• _Assignment_
Copy every entry exactly.

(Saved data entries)
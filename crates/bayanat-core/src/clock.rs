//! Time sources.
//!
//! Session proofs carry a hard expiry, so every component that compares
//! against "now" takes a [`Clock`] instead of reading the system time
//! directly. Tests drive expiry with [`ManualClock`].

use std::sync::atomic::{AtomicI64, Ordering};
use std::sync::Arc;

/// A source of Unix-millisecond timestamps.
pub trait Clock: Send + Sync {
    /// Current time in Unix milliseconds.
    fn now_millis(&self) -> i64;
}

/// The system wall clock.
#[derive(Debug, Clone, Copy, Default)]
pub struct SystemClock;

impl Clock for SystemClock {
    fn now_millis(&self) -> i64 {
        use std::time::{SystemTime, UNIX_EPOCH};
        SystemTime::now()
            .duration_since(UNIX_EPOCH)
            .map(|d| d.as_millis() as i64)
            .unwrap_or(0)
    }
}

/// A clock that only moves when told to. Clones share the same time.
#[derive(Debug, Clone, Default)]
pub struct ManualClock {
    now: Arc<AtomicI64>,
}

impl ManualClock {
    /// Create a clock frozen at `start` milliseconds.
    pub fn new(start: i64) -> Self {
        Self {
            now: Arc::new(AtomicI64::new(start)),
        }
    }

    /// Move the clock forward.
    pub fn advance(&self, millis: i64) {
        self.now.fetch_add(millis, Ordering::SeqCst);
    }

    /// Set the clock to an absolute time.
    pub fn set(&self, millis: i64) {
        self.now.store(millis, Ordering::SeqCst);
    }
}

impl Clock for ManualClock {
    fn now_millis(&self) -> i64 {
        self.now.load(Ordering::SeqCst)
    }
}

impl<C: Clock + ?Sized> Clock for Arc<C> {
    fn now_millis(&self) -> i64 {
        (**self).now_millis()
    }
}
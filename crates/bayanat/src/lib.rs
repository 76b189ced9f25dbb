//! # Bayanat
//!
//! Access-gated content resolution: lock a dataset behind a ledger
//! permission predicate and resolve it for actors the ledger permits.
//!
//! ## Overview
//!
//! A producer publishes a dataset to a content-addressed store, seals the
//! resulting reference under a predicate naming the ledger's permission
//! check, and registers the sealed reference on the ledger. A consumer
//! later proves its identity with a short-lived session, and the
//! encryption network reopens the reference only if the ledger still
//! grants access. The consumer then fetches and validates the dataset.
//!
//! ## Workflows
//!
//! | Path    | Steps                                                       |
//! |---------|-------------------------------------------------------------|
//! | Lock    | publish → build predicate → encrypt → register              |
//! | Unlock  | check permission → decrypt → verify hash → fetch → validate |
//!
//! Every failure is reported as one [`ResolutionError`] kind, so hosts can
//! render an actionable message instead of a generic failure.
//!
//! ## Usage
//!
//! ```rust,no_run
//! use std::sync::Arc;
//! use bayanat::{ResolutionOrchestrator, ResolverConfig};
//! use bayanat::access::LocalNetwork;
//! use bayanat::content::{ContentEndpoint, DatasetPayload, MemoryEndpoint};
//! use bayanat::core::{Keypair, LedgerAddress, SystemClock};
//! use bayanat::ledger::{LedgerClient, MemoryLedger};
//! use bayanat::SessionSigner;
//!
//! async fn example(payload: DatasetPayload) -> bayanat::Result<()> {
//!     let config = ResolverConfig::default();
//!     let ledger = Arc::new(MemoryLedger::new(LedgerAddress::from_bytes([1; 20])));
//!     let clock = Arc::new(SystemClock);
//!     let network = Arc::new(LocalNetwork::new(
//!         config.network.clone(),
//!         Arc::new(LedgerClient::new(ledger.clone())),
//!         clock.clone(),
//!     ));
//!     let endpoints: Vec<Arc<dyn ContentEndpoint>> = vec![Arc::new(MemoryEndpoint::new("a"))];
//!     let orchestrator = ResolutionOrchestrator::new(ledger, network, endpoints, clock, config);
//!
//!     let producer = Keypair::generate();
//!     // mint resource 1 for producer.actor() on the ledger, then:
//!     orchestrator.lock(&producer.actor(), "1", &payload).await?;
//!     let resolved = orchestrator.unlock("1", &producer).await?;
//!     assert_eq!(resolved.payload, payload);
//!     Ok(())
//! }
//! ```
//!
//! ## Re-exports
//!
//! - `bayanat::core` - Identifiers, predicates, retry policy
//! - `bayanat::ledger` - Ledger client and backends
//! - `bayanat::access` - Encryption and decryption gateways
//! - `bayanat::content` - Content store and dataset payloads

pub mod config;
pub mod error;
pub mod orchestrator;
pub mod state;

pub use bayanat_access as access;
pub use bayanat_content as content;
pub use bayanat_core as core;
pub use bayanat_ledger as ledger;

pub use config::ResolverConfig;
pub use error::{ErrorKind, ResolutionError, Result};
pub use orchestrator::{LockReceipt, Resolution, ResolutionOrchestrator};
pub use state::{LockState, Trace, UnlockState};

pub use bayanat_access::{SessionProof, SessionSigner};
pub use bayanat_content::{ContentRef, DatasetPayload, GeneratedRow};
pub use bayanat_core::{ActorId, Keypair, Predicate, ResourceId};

• _Solution for this problem_
filename crates/bayanat-core/src/clock.rs
//! Time sources.
//!
//! Session proofs carry a hard expiry, so every component that compares
//! against "now" takes a [`Clock`] instead of reading the system time
//! directly. Tests drive expiry with [`ManualClock`].

use std::sync::atomic::{AtomicI64, Ordering};
use std::sync::Arc;

/// A source of Unix-millisecond timestamps.
pub trait Clock: Send + Sync {
    /// Current time in Unix milliseconds.
    fn now_millis(&self) -> i64;
}

/// The system wall clock.
#[derive(Debug, Clone, Copy, Default)]
pub struct SystemClock;

impl Clock for SystemClock {
    fn now_millis(&self) -> i64 {
        use std::time::{SystemTime, UNIX_EPOCH};
        SystemTime::now()
            .duration_since(UNIX_EPOCH)
            .map(|d| d.as_millis() as i64)
            .unwrap_or(0)
    }
}

/// A clock that only moves when told to. Clones share the same time.
#[derive(Debug, Clone, Default)]
pub struct ManualClock {
    now: Arc<AtomicI64>,
}

impl ManualClock {
    /// Create a clock frozen at `start` milliseconds.
    pub fn new(start: i64) -> Self {
        Self {
            now: Arc::new(AtomicI64::new(start)),
        }
    }

    /// Move the clock forward.
    pub fn advance(&self, millis: i64) {
        self.now.fetch_add(millis, Ordering::SeqCst);
    }

    /// Set the clock to an absolute time.
    pub fn set(&self, millis: i64) {
        self.now.store(millis, Ordering::SeqCst);
    }
}

impl Clock for ManualClock {
    fn now_millis(&self) -> i64 {
        self.now.load(Ordering::SeqCst)
    }
}

impl<C: Clock + ?Sized> Clock for Arc<C> {
    fn now_millis(&self) -> i64 {
        (**self).now_millis()
    }
}
filename crates/bayanat/src/lib.rs
repository 76b189ced9f25dbb
//! # Bayanat
//!
//! Access-gated content resolution: lock a dataset behind a ledger
//! permission predicate and resolve it for actors the ledger permits.
//!
//! ## Overview
//!
//! A producer publishes a dataset to a content-addressed store, seals the
//! resulting reference under a predicate naming the ledger's permission
//! check, and registers the sealed reference on the ledger. A consumer
//! later proves its identity with a short-lived session, and the
//! encryption network reopens the reference only if the ledger still
//! grants access. The consumer then fetches and validates the dataset.
//!
//! ## Workflows
//!
//! | Path    | Steps                                                       |
//! |---------|-------------------------------------------------------------|
//! | Lock    | publish → build predicate → encrypt → register              |
//! | Unlock  | check permission → decrypt → verify hash → fetch → validate |
//!
//! Every failure is reported as one [`ResolutionError`] kind, so hosts can
//! render an actionable message instead of a generic failure.
//!
//! ## Usage
//!
//! ```rust,no_run
//! use std::sync::Arc;
//! use bayanat::{ResolutionOrchestrator, ResolverConfig};
//! use bayanat::access::LocalNetwork;
//! use bayanat::content::{ContentEndpoint, DatasetPayload, MemoryEndpoint};
//! use bayanat::core::{Keypair, LedgerAddress, SystemClock};
//! use bayanat::ledger::{LedgerClient, MemoryLedger};
//! use bayanat::SessionSigner;
//!
//! async fn example(payload: DatasetPayload) -> bayanat::Result<()> {
//!     let config = ResolverConfig::default();
//!     let ledger = Arc::new(MemoryLedger::new(LedgerAddress::from_bytes([1; 20])));
//!     let clock = Arc::new(SystemClock);
//!     let network = Arc::new(LocalNetwork::new(
//!         config.network.clone(),
//!         Arc::new(LedgerClient::new(ledger.clone())),
//!         clock.clone(),
//!     ));
//!     let endpoints: Vec<Arc<dyn ContentEndpoint>> = vec![Arc::new(MemoryEndpoint::new("a"))];
//!     let orchestrator = ResolutionOrchestrator::new(ledger, network, endpoints, clock, config);
//!
//!     let producer = Keypair::generate();
//!     // mint resource 1 for producer.actor() on the ledger, then:
//!     orchestrator.lock(&producer.actor(), "1", &payload).await?;
//!     let resolved = orchestrator.unlock("1", &producer).await?;
//!     assert_eq!(resolved.payload, payload);
//!     Ok(())
//! }
//! ```
//!
//! ## Re-exports
//!
//! - `bayanat::core` - Identifiers, predicates, retry policy
//! - `bayanat::ledger` - Ledger client and backends
//! - `bayanat::access` - Encryption and decryption gateways
//! - `bayanat::content` - Content store and dataset payloads

pub mod config;
pub mod error;
pub mod orchestrator;
pub mod state;

pub use bayanat_access as access;
pub use bayanat_content as content;
pub use bayanat_core as core;
pub use bayanat_ledger as ledger;

pub use config::ResolverConfig;
pub use error::{ErrorKind, ResolutionError, Result};
pub use orchestrator::{LockReceipt, Resolution, ResolutionOrchestrator};
pub use state::{LockState, Trace, UnlockState};

pub use bayanat_access::{SessionProof, SessionSigner};
pub use bayanat_content::{ContentRef, DatasetPayload, GeneratedRow};
pub use bayanat_core::{ActorId, Keypair, Predicate, ResourceId};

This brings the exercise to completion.